►

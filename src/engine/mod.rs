//! Matchmaking allocation and lifecycle engine
//!
//! [`Matchmaker`] owns the game server and player stores and exposes every
//! operation a game server or client can invoke. Operations are split by
//! concern:
//!
//! - `registration`: register, deregister, heartbeat, set status
//! - `queue`: enqueue and dequeue
//! - `allocation`: poll-driven expiry sweeps and server selection
//! - `notifier`: join/leave reports from game servers
//!
//! Each operation holds the engine's operation lock for its whole
//! read-modify-write cycle, so paired player/server updates never interleave.

mod allocation;
mod notifier;
mod queue;
mod registration;

pub use allocation::select_candidate;

use crate::clock::{Clock, SystemClock};
use crate::config::MatchmakingSettings;
use crate::error::{MatchmakingError, Result};
use crate::ids::{IdGenerator, UuidIdGenerator};
use crate::metrics::MetricsCollector;
use crate::store::{GameServerStore, InMemoryGameServerStore, InMemoryPlayerStore, PlayerStore};
use crate::types::{GameServer, MatchmakerStats, Player, PlayerStatus, ServerStatus};
use std::sync::Arc;
use tokio::sync::Mutex;
use tracing::{debug, warn};

/// The matchmaking engine
#[derive(Clone)]
pub struct Matchmaker {
    /// Registered game servers
    game_servers: Arc<dyn GameServerStore>,
    /// Queued, matched and joined players
    players: Arc<dyn PlayerStore>,
    /// Time source for heartbeats and expiry
    clock: Arc<dyn Clock>,
    /// Source of server ids (and player ids when assignment is enabled)
    ids: Arc<dyn IdGenerator>,
    /// Timeouts and id policy
    settings: MatchmakingSettings,
    /// Metrics collector for recording operation outcomes
    metrics_collector: Arc<MetricsCollector>,
    /// Serializes operations against the shared stores
    op_lock: Arc<Mutex<()>>,
}

impl Matchmaker {
    /// Create an engine over the given stores, using wall-clock time and UUIDs
    pub fn new(
        game_servers: Arc<dyn GameServerStore>,
        players: Arc<dyn PlayerStore>,
        settings: MatchmakingSettings,
    ) -> Self {
        let metrics_collector = Arc::new(MetricsCollector::new().unwrap_or_else(|_| {
            warn!("Failed to create metrics collector, using default");
            MetricsCollector::default()
        }));

        Self::with_components(
            game_servers,
            players,
            Arc::new(SystemClock),
            Arc::new(UuidIdGenerator),
            settings,
            metrics_collector,
        )
    }

    /// Create an engine with every collaborator supplied
    pub fn with_components(
        game_servers: Arc<dyn GameServerStore>,
        players: Arc<dyn PlayerStore>,
        clock: Arc<dyn Clock>,
        ids: Arc<dyn IdGenerator>,
        settings: MatchmakingSettings,
        metrics_collector: Arc<MetricsCollector>,
    ) -> Self {
        Self {
            game_servers,
            players,
            clock,
            ids,
            settings,
            metrics_collector,
            op_lock: Arc::new(Mutex::new(())),
        }
    }

    /// Create an engine backed by fresh in-memory stores
    pub fn in_memory(settings: MatchmakingSettings) -> Self {
        Self::new(
            Arc::new(InMemoryGameServerStore::new()),
            Arc::new(InMemoryPlayerStore::new()),
            settings,
        )
    }

    pub fn settings(&self) -> &MatchmakingSettings {
        &self.settings
    }

    pub fn metrics(&self) -> Arc<MetricsCollector> {
        self.metrics_collector.clone()
    }

    pub fn game_server_store(&self) -> Arc<dyn GameServerStore> {
        self.game_servers.clone()
    }

    pub fn player_store(&self) -> Arc<dyn PlayerStore> {
        self.players.clone()
    }

    /// All servers with their member player ids, ordered by id
    pub async fn list_servers(&self) -> Result<Vec<GameServer>> {
        let _guard = self.op_lock.lock().await;
        let mut servers = self.game_servers.list_all().await?;
        servers.sort_by(|a, b| a.id.cmp(&b.id));
        debug!("Listing {} game servers", servers.len());
        Ok(servers)
    }

    /// All player records, ordered by id
    pub async fn list_queue(&self) -> Result<Vec<Player>> {
        let _guard = self.op_lock.lock().await;
        let mut players = self.players.list_all().await?;
        players.sort_by(|a, b| a.id.cmp(&b.id));
        debug!("Listing {} players", players.len());
        Ok(players)
    }

    /// Count servers and players by status, refreshing the gauges
    pub async fn stats(&self) -> Result<MatchmakerStats> {
        let _guard = self.op_lock.lock().await;
        let servers = self.game_servers.list_all().await?;
        let players = self.players.list_all().await?;

        let count = |status: PlayerStatus| players.iter().filter(|p| p.status == status).count();
        let stats = MatchmakerStats {
            servers_total: servers.len(),
            servers_open: servers
                .iter()
                .filter(|s| s.status == ServerStatus::Open)
                .count(),
            players_queued: count(PlayerStatus::Queued),
            players_matched: count(PlayerStatus::Matched),
            players_joined: count(PlayerStatus::Joined),
        };

        self.metrics_collector.update_from_stats(&stats);
        Ok(stats)
    }

    /// Load a server or fail with `NotFound`
    async fn existing_server(&self, id: &str) -> Result<GameServer> {
        self.game_servers
            .get(id)
            .await?
            .ok_or_else(|| MatchmakingError::server_not_found(id).into())
    }

    /// Load a player or fail with `NotFound`
    async fn existing_player(&self, id: &str) -> Result<Player> {
        self.players
            .get(id)
            .await?
            .ok_or_else(|| MatchmakingError::player_not_found(id).into())
    }

    /// Pull `player_id` out of a server's membership and persist the server.
    ///
    /// A missing server or absent member is a no-op; returns whether a write happened.
    async fn release_seat(&self, server_id: &str, player_id: &str) -> Result<bool> {
        let Some(mut server) = self.game_servers.get(server_id).await? else {
            return Ok(false);
        };
        if !server.players.remove(player_id) {
            return Ok(false);
        }
        self.game_servers.put(server).await?;
        debug!("Released seat of player '{}' on server {}", player_id, server_id);
        Ok(true)
    }
}

#[cfg(test)]
pub(crate) mod test_support {
    use super::*;
    use crate::clock::ManualClock;
    use crate::ids::SequentialIdGenerator;
    use crate::types::{EnqueuePlayer, RegisterServer};

    /// Engine over in-memory stores with a hand-driven clock and predictable ids
    pub fn engine() -> (Matchmaker, ManualClock) {
        engine_with(MatchmakingSettings::default())
    }

    pub fn engine_with(settings: MatchmakingSettings) -> (Matchmaker, ManualClock) {
        let clock = ManualClock::starting_now();
        let matchmaker = Matchmaker::with_components(
            Arc::new(InMemoryGameServerStore::new()),
            Arc::new(InMemoryPlayerStore::new()),
            Arc::new(clock.clone()),
            Arc::new(SequentialIdGenerator::default()),
            settings,
            Arc::new(MetricsCollector::default()),
        );
        (matchmaker, clock)
    }

    pub fn registration(address: &str, port: u16, max_players: u32) -> RegisterServer {
        RegisterServer {
            game_mode: "GM".to_string(),
            region: "EU".to_string(),
            version: "1.0".to_string(),
            address: address.to_string(),
            port,
            max_players,
        }
    }

    pub fn enqueue_request(player_id: &str) -> EnqueuePlayer {
        EnqueuePlayer {
            player_id: player_id.to_string(),
            game_mode: "GM".to_string(),
            region: "EU".to_string(),
            version: "1.0".to_string(),
            ticket: None,
        }
    }
}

◄

What you are asked to do:
Please report how many lines in the listing above contain the word "crate", and give nothing but the number.

Reply:
11